• [Assignment]: Provide an exact copy of the lines from the beginning of the records through the line that includes "#[derive(Debug, Clone)]", and of no others.

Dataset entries

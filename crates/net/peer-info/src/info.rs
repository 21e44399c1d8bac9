//! Peer record: identity, address set, and the address of the open connection.

use std::any::Any;
use std::sync::Arc;

use auto_impl::auto_impl;
use libp2p::{Multiaddr, PeerId};
use tracing::debug;

use crate::addr::IntoMultiaddr;
use crate::book::SharedPeerInfo;
use crate::error::{PeerInfoError, Result};
use crate::identity::{IdentityProvider, PeerIdentity};
use crate::set::{AddressSet, AddressSetConfig};

/// Read access to a record-shaped value, with auto-impl for &, Box, Arc.
#[auto_impl(&, Box, Arc)]
pub trait PeerRecord {
    type Id: PeerIdentity;

    fn id(&self) -> &Self::Id;
    fn multiaddrs(&self) -> &AddressSet;
    fn is_connected(&self) -> bool;
}

/// A peer's identity and known addresses.
///
/// Single owner: mutation takes `&mut self`. Share across tasks behind a lock
/// (see [`crate::PeerBook`]).
#[derive(Debug, Clone)]
pub struct PeerInfo<Id: PeerIdentity = PeerId> {
    id: Id,
    multiaddrs: AddressSet,
    connected: Option<Multiaddr>,
}

impl<Id: PeerIdentity> PeerInfo<Id> {
    pub fn new(id: Id) -> Self {
        Self::with_config(id, AddressSetConfig::default())
    }

    pub fn with_config(id: Id, config: AddressSetConfig) -> Self {
        Self {
            id,
            multiaddrs: AddressSet::with_config(config),
            connected: None,
        }
    }

    /// Seed the confirmed list. Uses the default [`AddressSetConfig`].
    pub fn with_multiaddrs(id: Id, multiaddrs: Vec<Multiaddr>) -> Self {
        Self::with_multiaddrs_and_config(id, multiaddrs, AddressSetConfig::default())
    }

    pub fn with_multiaddrs_and_config(
        id: Id,
        multiaddrs: Vec<Multiaddr>,
        config: AddressSetConfig,
    ) -> Self {
        let mut info = Self::with_config(id, config);
        info.multiaddrs.extend(multiaddrs);
        info
    }

    /// Build a record from an identity that may be absent.
    pub fn try_new(id: Option<Id>) -> Result<Self> {
        id.map(Self::new).ok_or(PeerInfoError::MissingIdentity)
    }

    /// Build a record, generating an identity with `provider` when none is given.
    ///
    /// Provider failures are returned unchanged.
    pub async fn create<P>(provider: &P, id: Option<Id>) -> Result<Self, P::Error>
    where
        P: IdentityProvider<Identity = Id> + ?Sized,
    {
        let id = match id {
            Some(id) => id,
            None => {
                let id = provider.generate().await?;
                debug!(?id, "created peer info with generated identity");
                id
            }
        };
        Ok(Self::new(id))
    }

    /// True if `value` holds a `PeerInfo<Id>`, either bare or behind `Box`,
    /// `Arc`, or the [`SharedPeerInfo`] handle handed out by [`crate::PeerBook`].
    ///
    /// The identity type is part of the check; generic callers that only need
    /// read access should take `impl PeerRecord` instead.
    pub fn is_peer_info(value: &dyn Any) -> bool {
        value.is::<Self>()
            || value.is::<Box<Self>>()
            || value.is::<Arc<Self>>()
            || value.is::<SharedPeerInfo<Id>>()
    }

    pub fn id(&self) -> &Id {
        &self.id
    }

    pub fn multiaddrs(&self) -> &AddressSet {
        &self.multiaddrs
    }

    pub fn multiaddrs_mut(&mut self) -> &mut AddressSet {
        &mut self.multiaddrs
    }

    /// Record `addr` as the address of the open connection. It need not be
    /// confirmed.
    pub fn connect(&mut self, addr: impl IntoMultiaddr) -> Result<()> {
        let addr = addr.into_multiaddr()?;
        debug!(id = ?self.id, %addr, "peer connected");
        self.connected = Some(addr);
        Ok(())
    }

    pub fn disconnect(&mut self) {
        if let Some(addr) = self.connected.take() {
            debug!(id = ?self.id, %addr, "peer disconnected");
        }
    }

    pub fn is_connected(&self) -> bool {
        self.connected.is_some()
    }

    pub fn connected_multiaddr(&self) -> Option<&Multiaddr> {
        self.connected.as_ref()
    }
}

impl<Id: PeerIdentity> PeerRecord for PeerInfo<Id> {
    type Id = Id;

    fn id(&self) -> &Id {
        &self.id
    }

    fn multiaddrs(&self) -> &AddressSet {
        &self.multiaddrs
    }

    fn is_connected(&self) -> bool {
        self.connected.is_some()
    }
}
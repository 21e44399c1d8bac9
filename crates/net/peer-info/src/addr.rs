//! Multiaddr normalization and the `(family, host, transport, port)` view used for
//! distinct-address selection.

use libp2p::Multiaddr;
use libp2p::multiaddr::Protocol;
use strum::Display;

use crate::error::{PeerInfoError, Result};

/// Conversion of loosely-typed input (text, bytes, or an already-parsed address)
/// into a [`Multiaddr`].
pub trait IntoMultiaddr {
    fn into_multiaddr(self) -> Result<Multiaddr>;
}

impl IntoMultiaddr for Multiaddr {
    fn into_multiaddr(self) -> Result<Multiaddr> {
        Ok(self)
    }
}

impl IntoMultiaddr for &Multiaddr {
    fn into_multiaddr(self) -> Result<Multiaddr> {
        Ok(self.clone())
    }
}

impl IntoMultiaddr for &str {
    fn into_multiaddr(self) -> Result<Multiaddr> {
        self.parse()
            .map_err(|source| PeerInfoError::invalid_text(self, source))
    }
}

impl IntoMultiaddr for String {
    fn into_multiaddr(self) -> Result<Multiaddr> {
        self.as_str().into_multiaddr()
    }
}

impl IntoMultiaddr for &String {
    fn into_multiaddr(self) -> Result<Multiaddr> {
        self.as_str().into_multiaddr()
    }
}

impl IntoMultiaddr for &[u8] {
    fn into_multiaddr(self) -> Result<Multiaddr> {
        Multiaddr::try_from(self.to_vec())
            .map_err(|source| PeerInfoError::invalid_bytes(self, source))
    }
}

impl IntoMultiaddr for Vec<u8> {
    fn into_multiaddr(self) -> Result<Multiaddr> {
        self.as_slice().into_multiaddr()
    }
}

/// One address or a sequence of addresses.
///
/// Byte containers have no single-address impl: `Vec<T>` is always a sequence.
/// Wrap binary input as `[bytes]`.
pub trait IntoMultiaddrs {
    fn into_multiaddrs(self) -> Result<Vec<Multiaddr>>;
}

impl IntoMultiaddrs for Multiaddr {
    fn into_multiaddrs(self) -> Result<Vec<Multiaddr>> {
        Ok(vec![self])
    }
}

impl IntoMultiaddrs for &Multiaddr {
    fn into_multiaddrs(self) -> Result<Vec<Multiaddr>> {
        Ok(vec![self.clone()])
    }
}

impl IntoMultiaddrs for &str {
    fn into_multiaddrs(self) -> Result<Vec<Multiaddr>> {
        Ok(vec![self.into_multiaddr()?])
    }
}

impl IntoMultiaddrs for String {
    fn into_multiaddrs(self) -> Result<Vec<Multiaddr>> {
        Ok(vec![self.into_multiaddr()?])
    }
}

impl<T: IntoMultiaddr> IntoMultiaddrs for Vec<T> {
    fn into_multiaddrs(self) -> Result<Vec<Multiaddr>> {
        self.into_iter().map(IntoMultiaddr::into_multiaddr).collect()
    }
}

impl<T: IntoMultiaddr, const N: usize> IntoMultiaddrs for [T; N] {
    fn into_multiaddrs(self) -> Result<Vec<Multiaddr>> {
        self.into_iter().map(IntoMultiaddr::into_multiaddr).collect()
    }
}

impl<T> IntoMultiaddrs for &[T]
where
    T: Clone + IntoMultiaddr,
{
    fn into_multiaddrs(self) -> Result<Vec<Multiaddr>> {
        self.iter()
            .cloned()
            .map(IntoMultiaddr::into_multiaddr)
            .collect()
    }
}

impl<T> IntoMultiaddrs for &Vec<T>
where
    T: Clone + IntoMultiaddr,
{
    fn into_multiaddrs(self) -> Result<Vec<Multiaddr>> {
        self.as_slice().into_multiaddrs()
    }
}

/// IP family of the host component. DNS names resolve to a family only when the
/// protocol pins one (`dns4`, `dns6`).
#[derive(Debug, Clone, Copy, PartialEq, Eq, Hash, Display)]
#[strum(serialize_all = "lowercase")]
pub enum Family {
    Ipv4,
    Ipv6,
}

#[derive(Debug, Clone, Copy, PartialEq, Eq, Hash, Display)]
#[strum(serialize_all = "lowercase")]
pub enum Transport {
    Tcp,
    Udp,
}

/// Decomposed view of a multiaddr's host and transport components.
#[derive(Debug, Clone, Default, PartialEq, Eq)]
pub struct AddrOptions {
    pub family: Option<Family>,
    pub host: Option<String>,
    pub transport: Option<Transport>,
    pub port: Option<u16>,
}

impl AddrOptions {
    /// Reads the first host component and the first `tcp`/`udp` component.
    pub fn from_multiaddr(addr: &Multiaddr) -> Self {
        let mut opts = Self::default();

        for proto in addr.iter() {
            match proto {
                Protocol::Ip4(ip) if opts.host.is_none() => {
                    opts.family = Some(Family::Ipv4);
                    opts.host = Some(ip.to_string());
                }
                Protocol::Ip6(ip) if opts.host.is_none() => {
                    opts.family = Some(Family::Ipv6);
                    opts.host = Some(ip.to_string());
                }
                Protocol::Dns4(name) if opts.host.is_none() => {
                    opts.family = Some(Family::Ipv4);
                    opts.host = Some(name.into_owned());
                }
                Protocol::Dns6(name) if opts.host.is_none() => {
                    opts.family = Some(Family::Ipv6);
                    opts.host = Some(name.into_owned());
                }
                Protocol::Dns(name) if opts.host.is_none() => {
                    opts.host = Some(name.into_owned());
                }
                Protocol::Tcp(port) if opts.transport.is_none() => {
                    opts.transport = Some(Transport::Tcp);
                    opts.port = Some(port);
                }
                Protocol::Udp(port) if opts.transport.is_none() => {
                    opts.transport = Some(Transport::Udp);
                    opts.port = Some(port);
                }
                _ => {}
            }
        }

        opts
    }

    /// Key used by [`crate::AddressSet::distinct`]. Family is not part of it.
    pub fn distinct_key(&self) -> (Option<u16>, Option<Transport>) {
        (self.port, self.transport)
    }
}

• [Response area]:
filename crates/net/peer-info/src/info.rs
repository 21e44399c1d8bac9
//! Peer record: identity, address set, and the address of the open connection.

use std::any::Any;
use std::sync::Arc;

use auto_impl::auto_impl;
use libp2p::{Multiaddr, PeerId};
use tracing::debug;

use crate::addr::IntoMultiaddr;
use crate::book::SharedPeerInfo;
use crate::error::{PeerInfoError, Result};
use crate::identity::{IdentityProvider, PeerIdentity};
use crate::set::{AddressSet, AddressSetConfig};

/// Read access to a record-shaped value, with auto-impl for &, Box, Arc.
#[auto_impl(&, Box, Arc)]
pub trait PeerRecord {
    type Id: PeerIdentity;

    fn id(&self) -> &Self::Id;
    fn multiaddrs(&self) -> &AddressSet;
    fn is_connected(&self) -> bool;
}

/// A peer's identity and known addresses.
///
/// Single owner: mutation takes `&mut self`. Share across tasks behind a lock
/// (see [`crate::PeerBook`]).
#[derive(Debug, Clone)]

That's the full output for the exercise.